Edward was in no position to resist Phillip’s demand, but the significance of this new oath was not lost on him or his advisors. The obligation to provide military service as and whenever required touched the fault line of Anglo-French relations. The Plantagenet kings neither could nor would ever accept the full consequences of their fealty to the French kings. To them, homage was a ritual to be avoided if possible and got through if that was unavoidable. Indeed, the words of their previous oaths were deliberately ambiguous to fudge this issue. Liege homage went much further than simply providing troops. It placed an intolerable constraint on Edward’s sovereign prerogative. He might for example be required to take the part of France — seen by the English as their natural enemy — against (say) the Flemings or Germans who were regarded as England’s natural allies. It also damaged England’s commercial interests. The king therefore travelled incognito to France, where he met Phillip at Pont-Sainte-Maxeme sometime between the 12 and 16 April 1331. Both men were eager for a permanent resolution of the Aquitaine problem, though for different reasons. Edward wanted to re-focus English attention on the conquest of Scotland, whereas Phillip was fixated on a crusade to the Holy Land. Edward’s conciliatory approach had him gained him some relief but not much. He was forgiven for his ‘dilatoriness on the matter of the oath’ and relieved of an obligation to repeat the ceremony. Phillip also authorized a joint judicial commission to examine and then to effect ‘a mutual restoration of Aquitaine territories seized by force since the war of Saint–Sardos’; he also lifted the banishment of Gascons involved in the war. But that was as far as he would go. The clock could not be turned back. The lands confiscated in 1325 would not be returned the English Crown. Phillip did not preclude the possibility that Edward could sue for their return, but he retained absolute discretion to do what he thought proper. It was not an equitable settlement. It resolved some minor grievances of the recent past, but it did not address the deeper, fundamental issues that dated to the Treaty of Paris 1259. Phillip saw no reason to concede what the law did not demand of him.

 

Edward’s diplomacy had achieved nothing so far. His Gascon inheritances remained diminished by French occupation, and the giving of liege fealty to Phillip had further weakened his authority. Yet despite that, he had no choice but to continue negotiating with the French king, since the only other options were war or surrender, both of which were unthinkable.[23] Edward could not contemplate war with France until he had subdued the Scots, and the idea of abandoning his claim to Aquitaine or submitting it to arbitration were anathema to him and to his subjects.[24] It is, nonetheless, questionable whether diplomacy had any further usefulness, as neither Edward nor Phillip seems to have been well served by it.
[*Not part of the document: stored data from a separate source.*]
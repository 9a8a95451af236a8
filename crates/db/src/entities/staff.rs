//! `SeaORM` Entity for staff table.

use payledger_core::payroll::SalaryStructure;
use payledger_shared::types::from_minor_units;
use rust_decimal::Decimal;
use sea_orm::entity::prelude::*;
use serde::{Deserialize, Serialize};

#[derive(Clone, Debug, PartialEq, DeriveEntityModel, Eq, Serialize, Deserialize)]
#[sea_orm(table_name = "staff")]
pub struct Model {
    #[sea_orm(primary_key, auto_increment = false)]
    pub id: Uuid,
    pub full_name: String,
    pub staff_number: Option<String>,
    pub basic_minor: i64,
    pub hra_minor: i64,
    pub conveyance_minor: i64,
    pub accommodation_minor: i64,
    pub allowances_minor: i64,
    /// Advances paid and not yet recovered, in minor units.
    pub advance_balance_minor: i64,
    pub created_at: DateTimeWithTimeZone,
}

impl Model {
    /// Fixed monthly salary components.
    #[must_use]
    pub fn salary_structure(&self) -> SalaryStructure {
        SalaryStructure {
            basic: from_minor_units(self.basic_minor),
            hra: from_minor_units(self.hra_minor),
            conveyance: from_minor_units(self.conveyance_minor),
            accommodation: from_minor_units(self.accommodation_minor),
            allowances: from_minor_units(self.allowances_minor),
        }
    }

    /// Advance paid to the staff member.
    #[must_use]
    pub fn advance_balance(&self) -> Decimal {
        from_minor_units(self.advance_balance_minor)
    }

    /// Name of the staff member's salary advance ledger.
    #[must_use]
    pub fn advance_ledger_name(&self) -> String {
        format!("Salary Advance - {}", self.full_name)
    }
}

#[derive(Copy, Clone, Debug, EnumIter, DeriveRelation)]
pub enum Relation {
    #[sea_orm(has_many = "super::attendance_records::Entity")]
    AttendanceRecords,
    #[sea_orm(has_many = "super::leave_requests::Entity")]
    LeaveRequests,
    #[sea_orm(has_many = "super::payroll_slips::Entity")]
    PayrollSlips,
}

impl Related<super::attendance_records::Entity> for Entity {
    fn to() -> RelationDef {
        Relation::AttendanceRecords.def()
    }
}

impl Related<super::leave_requests::Entity> for Entity {
    fn to() -> RelationDef {
        Relation::LeaveRequests.def()
    }
}

impl Related<super::payroll_slips::Entity> for Entity {
    fn to() -> RelationDef {
        Relation::PayrollSlips.def()
    }
}

impl ActiveModelBehavior for ActiveModel {}
//! Core business logic for Payledger.
//!
//! This crate contains pure business logic with ZERO web or database dependencies.
//! All domain types, validation rules, and calculations live here.
//!
//! # Modules
//!
//! - `ledger` - Double-entry bookkeeping, sequences, and posting validation
//! - `reports` - Account statements and the financial overview
//! - `payroll` - Loss-of-pay, salary drafts, and settlement posting plans

pub mod ledger;
pub mod payroll;
pub mod reports;
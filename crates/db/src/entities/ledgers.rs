//! `SeaORM` Entity for ledgers table.

use payledger_shared::types::from_minor_units;
use rust_decimal::Decimal;
use sea_orm::entity::prelude::*;
use serde::{Deserialize, Serialize};

use super::sea_orm_active_enums::{EntityType, LedgerStatus};

#[derive(Clone, Debug, PartialEq, DeriveEntityModel, Eq, Serialize, Deserialize)]
#[sea_orm(table_name = "ledgers")]
pub struct Model {
    #[sea_orm(primary_key, auto_increment = false)]
    pub id: Uuid,
    #[sea_orm(unique)]
    pub ledger_code: String,
    pub name: String,
    pub head_id: Uuid,
    pub entity_type: EntityType,
    pub entity_id: Option<String>,
    pub description: Option<String>,
    /// Debit-positive balance in minor units.
    pub balance_minor: i64,
    pub status: LedgerStatus,
    pub created_at: DateTimeWithTimeZone,
    pub updated_at: DateTimeWithTimeZone,
}

impl Model {
    /// Stored (debit-positive) balance.
    #[must_use]
    pub fn balance(&self) -> Decimal {
        from_minor_units(self.balance_minor)
    }

    /// `name (code)` as shown in transaction lists.
    #[must_use]
    pub fn display_name(&self) -> String {
        format!("{} ({})", self.name, self.ledger_code)
    }
}

#[derive(Copy, Clone, Debug, EnumIter, DeriveRelation)]
pub enum Relation {
    #[sea_orm(
        belongs_to = "super::account_heads::Entity",
        from = "Column::HeadId",
        to = "super::account_heads::Column::Id"
    )]
    AccountHeads,
    #[sea_orm(has_many = "super::journal_lines::Entity")]
    JournalLines,
}

impl Related<super::account_heads::Entity> for Entity {
    fn to() -> RelationDef {
        Relation::AccountHeads.def()
    }
}

impl Related<super::journal_lines::Entity> for Entity {
    fn to() -> RelationDef {
        Relation::JournalLines.def()
    }
}

impl ActiveModelBehavior for ActiveModel {}
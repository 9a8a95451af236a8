//! Posting plans for payroll settlement.
//!
//! A plan is the amount and legs of one journal entry; storage validates
//! and posts it like any other entry.
//!
//! Accrual: Dr Salary Expense (net + advance), Cr staff payable (net),
//! Cr each ledger holding the advance (its share).
//! Payment: Dr staff payable, Cr bank (net).

use rust_decimal::Decimal;
use serde::{Deserialize, Serialize};
use uuid::Uuid;

use super::error::PayrollError;
use crate::ledger::JournalLineInput;

/// Part of an advance held on one ledger.
#[derive(Debug, Clone, Copy, PartialEq, Eq, Serialize, Deserialize)]
pub struct AdvanceShare {
    /// Ledger holding the share.
    pub ledger_id: Uuid,
    /// Share of the advance.
    pub amount: Decimal,
}

/// What one slip owes and where it is credited.
#[derive(Debug, Clone, PartialEq, Eq)]
pub struct SlipObligation {
    /// Staff member the slip belongs to.
    pub staff_id: Uuid,
    /// The staff member's payable ledger.
    pub staff_ledger_id: Uuid,
    /// Ledgers the recovered advance is credited to; shares add up to
    /// `advance_salary`.
    pub advance_credits: Vec<AdvanceShare>,
    /// Take-home pay.
    pub net_pay: Decimal,
    /// Advance recovered by this slip.
    pub advance_salary: Decimal,
}

impl SlipObligation {
    /// Net pay plus advance recovered.
    #[must_use]
    pub fn total(&self) -> Decimal {
        self.net_pay + self.advance_salary
    }

    fn credited_advance(&self) -> Decimal {
        self.advance_credits.iter().map(|share| share.amount).sum()
    }
}

/// Amount and legs of one journal entry to post.
#[derive(Debug, Clone, PartialEq, Eq, Serialize, Deserialize)]
pub struct PostingPlan {
    /// Entry amount; equals the total debit.
    pub amount: Decimal,
    /// Entry legs.
    pub lines: Vec<JournalLineInput>,
}

/// Builds settlement postings.
pub struct SettlementPlanner;

impl SettlementPlanner {
    /// Splits a recovered advance across the ledgers holding it.
    ///
    /// Sources are drawn in order, each up to its own balance. Returns the
    /// shares and the part no source covers.
    #[must_use]
    pub fn allocate_advance(
        recovered: Decimal,
        sources: &[AdvanceShare],
    ) -> (Vec<AdvanceShare>, Decimal) {
        let mut remaining = recovered.max(Decimal::ZERO);
        let mut shares = Vec::with_capacity(sources.len());
        for source in sources {
            if remaining <= Decimal::ZERO {
                break;
            }
            let amount = source.amount.min(remaining);
            if amount > Decimal::ZERO {
                shares.push(AdvanceShare {
                    ledger_id: source.ledger_id,
                    amount,
                });
                remaining -= amount;
            }
        }
        (shares, remaining)
    }

    /// Plans the single accrual entry of a whole payroll run.
    ///
    /// Zero legs are left out. Returns `None` when every slip is zero.
    ///
    /// # Errors
    ///
    /// Returns `AdvanceLedgerMissing` for a slip whose advance credits do
    /// not add up to its advance.
    pub fn batch_accrual(
        expense_ledger_id: Uuid,
        slips: &[SlipObligation],
    ) -> Result<Option<PostingPlan>, PayrollError> {
        let mut credits = Vec::with_capacity(slips.len() * 2);
        let mut amount = Decimal::ZERO;

        for slip in slips {
            if slip.net_pay > Decimal::ZERO {
                credits.push(JournalLineInput::credit(slip.staff_ledger_id, slip.net_pay));
            }
            if slip.credited_advance() != slip.advance_salary.max(Decimal::ZERO) {
                return Err(PayrollError::AdvanceLedgerMissing(slip.staff_id));
            }
            credits.extend(
                slip.advance_credits
                    .iter()
                    .filter(|share| share.amount > Decimal::ZERO)
                    .map(|share| JournalLineInput::credit(share.ledger_id, share.amount)),
            );
            amount += slip.total();
        }

        if credits.is_empty() {
            return Ok(None);
        }

        let mut lines = Vec::with_capacity(credits.len() + 1);
        lines.push(JournalLineInput::debit(expense_ledger_id, amount));
        lines.extend(credits);
        Ok(Some(PostingPlan { amount, lines }))
    }

    /// Plans the accrual entry of one slip.
    ///
    /// # Errors
    ///
    /// Returns `AdvanceLedgerMissing` as [`Self::batch_accrual`] does.
    pub fn accrual(
        expense_ledger_id: Uuid,
        slip: &SlipObligation,
    ) -> Result<Option<PostingPlan>, PayrollError> {
        Self::batch_accrual(expense_ledger_id, std::slice::from_ref(slip))
    }

    /// Plans the payment of a slip's net pay from the bank.
    ///
    /// Returns `None` when there is nothing to pay.
    #[must_use]
    pub fn payment(
        staff_ledger_id: Uuid,
        bank_ledger_id: Uuid,
        net_pay: Decimal,
    ) -> Option<PostingPlan> {
        (net_pay > Decimal::ZERO).then(|| PostingPlan {
            amount: net_pay,
            lines: vec![
                JournalLineInput::debit(staff_ledger_id, net_pay),
                JournalLineInput::credit(bank_ledger_id, net_pay),
            ],
        })
    }
}
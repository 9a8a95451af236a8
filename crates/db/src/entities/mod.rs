//! `SeaORM` entity definitions.
//!
//! Money columns hold integer minor units (`*_minor`); models expose them
//! as `Decimal` through accessor methods.

pub mod account_heads;
pub mod attendance_records;
pub mod clients;
pub mod holidays;
pub mod journal_entries;
pub mod journal_lines;
pub mod leave_requests;
pub mod ledgers;
pub mod payroll_runs;
pub mod payroll_slips;
pub mod sea_orm_active_enums;
pub mod staff;
pub mod transaction_sequences;

pub mod prelude {
    //! Entity re-exports.
    pub use super::account_heads::Entity as AccountHeads;
    pub use super::attendance_records::Entity as AttendanceRecords;
    pub use super::clients::Entity as Clients;
    pub use super::holidays::Entity as Holidays;
    pub use super::journal_entries::Entity as JournalEntries;
    pub use super::journal_lines::Entity as JournalLines;
    pub use super::leave_requests::Entity as LeaveRequests;
    pub use super::ledgers::Entity as Ledgers;
    pub use super::payroll_runs::Entity as PayrollRuns;
    pub use super::payroll_slips::Entity as PayrollSlips;
    pub use super::staff::Entity as Staff;
    pub use super::transaction_sequences::Entity as TransactionSequences;
}
//! Property-based tests for LOP calculation.

use chrono::NaiveDate;
use proptest::prelude::*;

use super::calendar::{HolidayCalendar, PayPeriod};
use super::lop::LopCalculator;
use super::types::{AttendanceDay, AttendanceStatus, LeaveSpan};

fn status_strategy() -> impl Strategy<Value = AttendanceStatus> {
    prop_oneof![
        Just(AttendanceStatus::Present),
        Just(AttendanceStatus::Absent),
        Just(AttendanceStatus::HalfDay),
        Just(AttendanceStatus::Leave),
        Just(AttendanceStatus::Regularized),
        Just(AttendanceStatus::Late),
    ]
}

fn march(day: u32) -> NaiveDate {
    NaiveDate::from_ymd_opt(2026, 3, day).unwrap_or_default()
}

/// At most one record per day, as storage guarantees.
fn attendance_strategy() -> impl Strategy<Value = Vec<AttendanceDay>> {
    prop::collection::btree_map(1u32..=31, status_strategy(), 0..31).prop_map(|days| {
        days.into_iter()
            .map(|(day, status)| AttendanceDay {
                date: march(day),
                status,
            })
            .collect()
    })
}

fn leaves_strategy() -> impl Strategy<Value = Vec<LeaveSpan>> {
    prop::collection::vec((1u32..=31, 0u32..5, any::<bool>()), 0..4).prop_map(|spans| {
        spans
            .into_iter()
            .map(|(start, len, loss_of_pay)| LeaveSpan {
                start_date: march(start),
                end_date: march((start + len).min(31)),
                loss_of_pay,
            })
            .collect()
    })
}

proptest! {
    #![proptest_config(ProptestConfig::with_cases(100))]

    /// LOP is a pure function of its inputs: input order and repetition do
    /// not change it.
    #[test]
    fn prop_lop_is_deterministic(
        attendance in attendance_strategy(),
        leaves in leaves_strategy(),
        holiday_days in prop::collection::vec(1u32..=31, 0..4),
        as_of in 1u32..=31,
        today in 1u32..=31,
    ) {
        let period = PayPeriod::new(2026, 3).unwrap();
        let holidays: HolidayCalendar = holiday_days.iter().map(|d| (march(*d), false)).collect();

        let first = LopCalculator::calculate(
            &period, Some(march(as_of)), march(today), &attendance, &leaves, &holidays,
        );
        let second = LopCalculator::calculate(
            &period, Some(march(as_of)), march(today), &attendance, &leaves, &holidays,
        );

        let mut reversed_attendance = attendance.clone();
        reversed_attendance.reverse();
        let mut reversed_leaves = leaves.clone();
        reversed_leaves.reverse();
        let shuffled = LopCalculator::calculate(
            &period, Some(march(as_of)), march(today), &reversed_attendance, &reversed_leaves, &holidays,
        );

        prop_assert_eq!(first, second);
        prop_assert_eq!(first, shuffled);
    }

    /// Every LOP component fits inside the scanned window.
    #[test]
    fn prop_lop_components_bounded_by_window(
        attendance in attendance_strategy(),
        as_of in 1u32..=31,
    ) {
        let period = PayPeriod::new(2026, 3).unwrap();
        let lop = LopCalculator::calculate(
            &period, Some(march(as_of)), march(31), &attendance, &[], &HolidayCalendar::new(),
        );
        prop_assert!(lop.absent_days + lop.missing_days + lop.half_days <= as_of);
    }
}
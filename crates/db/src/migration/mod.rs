//! Database migrations.
//!
//! Migrations are managed using sea-orm-migration and written with the
//! schema builder so they run on PostgreSQL and SQLite alike.

pub use sea_orm_migration::prelude::*;

mod m20260301_000001_parties;
mod m20260301_000002_ledger;
mod m20260301_000003_payroll;

/// Migrator for running database migrations.
pub struct Migrator;

#[async_trait::async_trait]
impl MigratorTrait for Migrator {
    fn migrations() -> Vec<Box<dyn MigrationTrait>> {
        vec![
            Box::new(m20260301_000001_parties::Migration),
            Box::new(m20260301_000002_ledger::Migration),
            Box::new(m20260301_000003_payroll::Migration),
        ]
    }
}
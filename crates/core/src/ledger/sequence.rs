//! Human-readable ledger codes and transaction numbers.
//!
//! Storage decides *which* number comes next; this module only decides how
//! numbers look.

use super::error::LedgerError;

/// Minimum width of a ledger code's numeric suffix.
pub const LEDGER_CODE_WIDTH: usize = 4;

/// Minimum width of a transaction number's per-period sequence.
pub const TRANSACTION_SEQUENCE_WIDTH: usize = 6;

/// Parses the numeric suffix of `code` under `prefix`.
///
/// Returns `None` for codes with another prefix or a non-numeric suffix.
#[must_use]
pub fn ledger_code_suffix(prefix: &str, code: &str) -> Option<u64> {
    let suffix = code.strip_prefix(prefix)?;
    if suffix.is_empty() || !suffix.bytes().all(|b| b.is_ascii_digit()) {
        return None;
    }
    suffix.parse().ok()
}

/// Formats a ledger code, widening past [`LEDGER_CODE_WIDTH`] digits.
#[must_use]
pub fn format_ledger_code(prefix: &str, number: u64) -> String {
    format!("{prefix}{number:0LEDGER_CODE_WIDTH$}")
}

/// Returns the code following the numerically highest of `existing`.
///
/// Codes are compared by number, not text, so `LGR10000` ranks above
/// `LGR9999`.
pub fn next_ledger_code<'a, I>(prefix: &str, existing: I) -> String
where
    I: IntoIterator<Item = &'a str>,
{
    let max = existing
        .into_iter()
        .filter_map(|code| ledger_code_suffix(prefix, code))
        .max()
        .unwrap_or(0);
    format_ledger_code(prefix, max.saturating_add(1))
}

/// Formats a transaction number: prefix, `YY`, `MM`, and the sequence.
///
/// # Errors
///
/// Returns `InvalidPeriod` for a month outside 1..=12.
pub fn format_transaction_number(
    prefix: &str,
    year: i32,
    month: u32,
    sequence: u64,
) -> Result<String, LedgerError> {
    if !(1..=12).contains(&month) {
        return Err(LedgerError::InvalidPeriod { year, month });
    }
    let yy = year.rem_euclid(100);
    Ok(format!(
        "{prefix}{yy:02}{month:02}{sequence:0TRANSACTION_SEQUENCE_WIDTH$}"
    ))
}

#[cfg(test)]
mod tests {
    use super::*;
    use proptest::prelude::*;
    use rstest::rstest;

    #[test]
    fn test_first_ledger_code() {
        assert_eq!(next_ledger_code("LGR", []), "LGR0001");
    }

    #[test]
    fn test_next_ledger_code_uses_maximum() {
        let existing = ["LGR0003", "LGR0010", "LGR0002"];
        assert_eq!(next_ledger_code("LGR", existing), "LGR0011");
    }

    #[test]
    fn test_next_ledger_code_widens_past_four_digits() {
        assert_eq!(next_ledger_code("LGR", ["LGR9999"]), "LGR10000");
        assert_eq!(
            next_ledger_code("LGR", ["LGR9999", "LGR10000"]),
            "LGR10001"
        );
    }

    #[test]
    fn test_next_ledger_code_ignores_foreign_codes() {
        let existing = ["ACME0042", "LGR00X1", "LGR", "LGR0005"];
        assert_eq!(next_ledger_code("LGR", existing), "LGR0006");
    }

    #[rstest]
    #[case(2026, 3, 1, "TXN2603000001")]
    #[case(2026, 12, 42, "TXN2612000042")]
    #[case(2100, 1, 7, "TXN0001000007")]
    #[case(2026, 3, 1_234_567, "TXN26031234567")]
    fn test_format_transaction_number(
        #[case] year: i32,
        #[case] month: u32,
        #[case] sequence: u64,
        #[case] expected: &str,
    ) {
        assert_eq!(
            format_transaction_number("TXN", year, month, sequence).unwrap(),
            expected
        );
    }

    #[rstest]
    #[case(0)]
    #[case(13)]
    fn test_format_transaction_number_rejects_bad_month(#[case] month: u32) {
        assert!(matches!(
            format_transaction_number("TXN", 2026, month, 1),
            Err(LedgerError::InvalidPeriod { month: m, .. }) if m == month
        ));
    }

    proptest! {
        #![proptest_config(ProptestConfig::with_cases(100))]

        /// The next code always parses to one more than the largest input.
        #[test]
        fn prop_next_code_exceeds_all_existing(
            numbers in prop::collection::vec(1u64..200_000u64, 0..20),
        ) {
            let codes: Vec<String> = numbers.iter().map(|n| format_ledger_code("LGR", *n)).collect();
            let next = next_ledger_code("LGR", codes.iter().map(String::as_str));
            let parsed = ledger_code_suffix("LGR", &next).unwrap();
            prop_assert_eq!(parsed, numbers.iter().copied().max().unwrap_or(0) + 1);
        }
    }
}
The process itself was cumbrous and unlikely to produce the ‘imaginative compromise’ that was required.[25] In the early fourteenth there was no regular, arrangements in England and France for managing international relationships. Ad hoc embassages were dispatched as events or circumstances demanded. The ambassadors who led these embassies were accompanied by large stately retinues and lived in magnificent style very much in the public gaze. They moved slowly (‘a dignified pace’) taking time to proclaim their master’s wealth and power for the benefit of foreigners and their rulers. Necessarily, their instructions were given in advance and more often than not, they were overtaken by events. In which case, new instructions had to be taken causing yet more delay as a messenger was dispatched post haste to take new orders.

 

Furthermore, those charged with conducting talks were rarely professional diplomats. Usually they were bishops or high status members of the lay nobility, lacking the diplomatic expertise and skills required to achieve success. Those charged with advising the ambassadors also had shortcomings. For the most part they were lawyers and antiquarians, ‘students of precedent and form’. They possessed expert knowledge of ‘the ancient and complex territorial dispute between England and France’, but were consumed by process and detail. They did not always see the issues and problems as political in nature, requiring political solution. Except on those rare and obvious occasions when legal form was beside the point, they tended to regard the problems in legal terms entailing a detailed forensic analysis and a legal solution. They were, in fact, obsessed with arguing about process rather than outcome, and also with minutiae. As the talk continued ‘their slow, sinuous but familiar path neither king saw the dangerous drift towards war’. [26] I am not sure that last sentence, which comes from Perroy, is altogether fair. Personally, I am not convinced that either king allowed the situation to drift aimlessly towards war. I believe that war was unavoidable. The fundamental problem of English vassalage was unsolvable by diplomatic means as the relative positions of the English and French were so utterly opposed. Ideally, the English crown would hold all of Aquitaine in full sovereignty; whereas, the French could not countenance the cession of the least part of sovereign French territory to a foreign power, nor could Phillip concede or moderate any of his strict feudal rights over Aquitaine.

 

Edward was playing for time. By keeping the talks going and by not giving Phillip any excuse to confiscate what was left of Gascony or to intervene in Scotland, Edward was better able to prepare for the reckoning with Phillip, which he knew must come. To which end, he instructed his commissioners in the joint Anglo-French judicial commission to continue their conciliatory line in the talks. He was even prepared to commit to joining Phillip’s crusade in return for the restoration of Gascony ante bellum the War of Saint-Sardos[27]. This moderate approach seemed to have borne fruit by the spring of 1334. After one particular day of talks, the English ambassadors were convinced that an equitable settlement of the Aquitaine problem had been achieved. However, as they arrived back at their lodgings, they were told to return to the French court, where their hopes of peace were dashed by Phillip’s proclamation that the settlement just agreed must include the Scots.[28] So there it was at last: Edward could not have a settlement on Gascony without abandoning his conquest of Scotland. He risked further confiscation of Gascony and the involvement of French soldiers north of the Tweed, and possibly even an invasion of England from the north. Phillip’s intervention in Scotland marked the moment of no return in the drift towards the Hundred Years War. The Scottish question rankled with Phillip no less than Edward; it was a distraction that imperiled the crusade, which he was committed to leading in the Holy Land. The French were bound to Scotland by an alliance that Phillip for honour’s sake could not ignore,[29] even at the cost of postponing the crusade.[30] In the summer of 1335, therefore, as the English army was assembling on the Scottish border, the French Royal Council committed to sending a seaborne force of six thousand soldiers to Scotland to restore the throne to Robert Bruce’s heir, David II.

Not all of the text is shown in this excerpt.